Zum folgenden Gastbeitrag muss ich eine längere Vorbemerkung machen. Seit mehr als 30 Jahren wird in Deutschland wieder intensiv über „Public Health“ diskutiert, d.h. über die durch die Nazis zerstörte Sozialmedizin. Seither wurden Lehrstühle eingerichtet, viele gute Forschungsvorhaben auf den Weg gebracht, und auf dem Papier auch viele kluge Gedanken formuliert. Im Laufe der Jahre hat sich rund um das Thema Public Health eine kleine akademische Elite gebildet, die international durchaus wettbewerbsfähig ist. Den letzten Halbsatz darf man als Erfolgsnachricht, aber auch ein bisschen als Ironie lesen. Warum, wird gleich klarer.

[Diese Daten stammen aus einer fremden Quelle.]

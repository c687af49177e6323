use core_graph::layer::DEFAULT_OUTPUT;
use core_graph::Network;
use serde_json::{Map, Value};
use tracing::info;

use crate::store::{LayerGroup, ModelStore};

/// Атрибуты модели, записываемые [`save_network`].
pub mod keys {
    /// Топология сети (JSON строкой).
    pub const JSON: &str = "json";
    /// Номер шага обновления.
    pub const UPDATE_STEP: &str = "update_step";
    /// Последняя эпоха обучения.
    pub const EPOCH: &str = "epoch";
    /// Имя выходного слоя.
    pub const OUTPUT: &str = "output";
    /// Размерность входа.
    pub const N_IN: &str = "n_in";
    /// Количество классов по потокам (или одно число в старых моделях).
    pub const N_OUT: &str = "n_out";
    /// Ранг потоков.
    pub const N_OUT_DIM: &str = "n_out/dim";
    /// Целевой поток по умолчанию.
    pub const N_OUT_TARGET: &str = "n_out/target";
    /// Тип элементов целевого потока по умолчанию.
    pub const N_OUT_DTYPE: &str = "n_out/dtype";
}

/// Записывает сеть в контейнер: атрибуты сети, атрибуты и параметры каждого слоя.
#[must_use]
pub fn save_network(network: &Network, epoch: u64) -> ModelStore {
    let mut store = ModelStore::new();
    store.set_attr(keys::JSON, network.json_content());
    store.set_attr(keys::UPDATE_STEP, network.update_step());
    store.set_attr(keys::EPOCH, epoch);
    store.set_attr(keys::OUTPUT, DEFAULT_OUTPUT);
    store.set_attr(keys::N_IN, network.n_in());

    let mut sizes = Map::new();
    let mut dims = Map::new();
    for (name, dim) in network.n_out() {
        sizes.insert(name.clone(), Value::from(dim.size));
        dims.insert(name.clone(), Value::from(dim.ndim));
    }
    store.set_attr(keys::N_OUT, sizes);
    store.set_attr(keys::N_OUT_DIM, dims);

    for (name, layer) in network.hidden().iter().chain(network.output()) {
        store.insert_group(
            name,
            LayerGroup {
                attrs: layer.persist_attrs(),
                params: layer.params_dict(),
            },
        );
    }
    info!(
        "Сеть записана в контейнер модели: эпоха {epoch}, слоев {}",
        store.groups().len()
    );
    store
}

In der Praxis sind die Public Health-Strukturen nämlich nicht oder bestenfalls in besonderen Biotopen nachgewachsen. Der Öffentliche Gesundheitsdienst wurde so heruntergewirtschaftet, dass er schon lange vor Corona seine Aufgaben nicht mehr erfüllen konnte, den Arbeitsschutzbehörden wurde 2015 sogar von der Bundesregierung höchstselbst attestiert, dass eine wirksame Überwachung infolge von Personalmangel gefährdet ist, die Lebensmittelsicherheit hat verlässlich Jahr für Jahr durch Skandale auf sich aufmerksam gemacht und auch die Zivilgesellschaft insgesamt hat in manchen Bereichen kaum mehr Sozialkapital, z.B. was nachbarschaftliche Hilfen im ländlichen Raum angeht. Wer heute in einem kleinen Dorf alt ist, ist vor allem einsam und hilflos. Selbst die freiwillige Feuerwehr findet mancherorts keinen Nachwuchs mehr.

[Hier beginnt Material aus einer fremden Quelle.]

// core_graph/src/network.rs

//! Контейнер сети: слои, целевые потоки, накопленная стоимость и
//! список обучаемых параметров.

use std::collections::BTreeMap;
use std::rc::Rc;

use burn::tensor::TensorData;
use indexmap::IndexMap;
use serde_json::{Map, Value};
use tracing::{debug, info};
use utils_crate::config::{NetworkConfig, DEFAULT_TARGET};

use crate::accumulator::CostAccumulator;
use crate::error::{GraphError, Result};
use crate::layer::output::build_classifier;
use crate::layer::{AuxRefs, Layer, LayerArgs, LayerRef, ParamFactory, ParamTable, DATA_SOURCE, DEFAULT_OUTPUT};
use crate::registry::LayerRegistry;
use crate::resolver::Resolver;
use crate::targets::{OutputDims, TargetDim, TargetRegistry, NULL_TARGET};
use crate::tensor::{DType, GraphContext, SharedGraph, Tensor};
use crate::topology::{parse_json_text, Topology};

/// Зерно генератора параметров по умолчанию.
pub const DEFAULT_SEED: u64 = 42;

/// Параметры построения сети.
#[derive(Debug, Clone, PartialEq)]
pub struct BuildOptions {
    /// Размерность входа; если `None`, берется из `n_out["data"]`.
    pub n_in: Option<usize>,
    /// Размерности целевых потоков.
    pub n_out: Option<OutputDims>,
    /// Политика маски, общая для всех слоев.
    pub mask: Option<String>,
    /// Разреженный вход.
    pub sparse_input: bool,
    /// Целевой поток по умолчанию.
    pub target: String,
    /// Строится ли сеть для обучения.
    pub train_flag: bool,
    /// Зерно генератора параметров.
    pub seed: u64,
}

impl Default for BuildOptions {
    fn default() -> Self {
        Self {
            n_in: None,
            n_out: None,
            mask: None,
            sparse_input: false,
            target: DEFAULT_TARGET.to_string(),
            train_flag: false,
            seed: DEFAULT_SEED,
        }
    }
}

impl BuildOptions {
    /// Параметры из конфигурации сети.
    #[must_use]
    pub fn from_config(config: &NetworkConfig) -> Self {
        let section = &config.network;
        let n_out = (!section.n_out.is_empty()).then(|| {
            section
                .n_out
                .iter()
                .map(|(name, [size, ndim])| (name.clone(), TargetDim::new(*size, *ndim)))
                .collect()
        });
        Self {
            n_in: section.n_in,
            n_out,
            mask: section.mask.clone(),
            sparse_input: section.sparse_input,
            target: section.target.clone(),
            train_flag: section.train_flag,
            seed: section.seed,
        }
    }
}

/// Выбор слоев для списка обучаемых параметров.
#[derive(Debug, Clone, PartialEq, Eq, Default)]
pub struct TrainParamArgs {
    /// Скрытые слои (отсортированы).
    pub hidden_layer_selection: Vec<String>,
    /// Включать ли выходные слои.
    pub with_output: bool,
}

/// Параметры выходного классификатора помимо общих аргументов слоя.
#[derive(Debug, Clone, PartialEq, Eq, Default)]
pub struct ClassifierOptions {
    /// Функция потерь (по умолчанию `ce`).
    pub loss: Option<String>,
    /// Тип элементов целевого потока.
    pub dtype: DType,
    /// Количество символов.
    pub n_symbols: Option<usize>,
}

/// Построенная сеть.
pub struct Network {
    graph: SharedGraph,
    registry: LayerRegistry,
    n_in: usize,
    n_out: OutputDims,
    x: Tensor,
    i: Tensor,
    targets: TargetRegistry,
    data_source: LayerRef,
    hidden: IndexMap<String, LayerRef>,
    output: IndexMap<String, LayerRef>,
    accumulator: CostAccumulator,
    errors: IndexMap<String, Tensor>,
    train_param_args: TrainParamArgs,
    train_params_vars: Vec<Tensor>,
    recurrent: bool,
    json_content: String,
    update_step: u64,
    options: BuildOptions,
    params: Rc<ParamFactory>,
}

Der seit Reagan und Thatcher hegemonial gewordene Neoliberalismus, die Privatisierung wichtiger Bereiche der Daseinsvorsorge, die Transformation sozialer Unterstützungsstrukturen in marktgängige Dienstleistungen und die Apotheose des nur sich selbst verantwortlichen Individuums haben unübersehbare Spuren in der Gesellschaft hinterlassen. Das zeigt sich jetzt auch bei der Betreuung von Flüchtlingen. Public Health ist die „gemeinsame Sorge um die Gesundheit aller“ (Sigrid Stöckel). Dazu gehört z.B., Geflüchtete so zu beraten, dass sie sich nicht in der Fremde allein und verlassen fühlen, dass sie wissen, wohin sie sich wenden können und was in den nächsten Tagen mit ihnen geschieht. Als habe es 2015 nicht schon einmal eine Flüchtlingswelle gegeben, funktioniert das mancherorts aber wieder nicht. Es ist m.E. derzeit nicht prioritär, wie man prüfen kann, ob Impfnachweise Geflüchteter gefälscht sind oder wie man Menschen aus der Ukraine möglichst schnell gegen Windpocken impft. Worauf es stattdessen ankommt, macht ein Erfahrungsbericht deutlich, den Dr. Veronika Reisig aufgeschrieben hat. Sie ist eine ausgewiesene Public Health-Expertin, die sich privat für Geflüchtete engagiert.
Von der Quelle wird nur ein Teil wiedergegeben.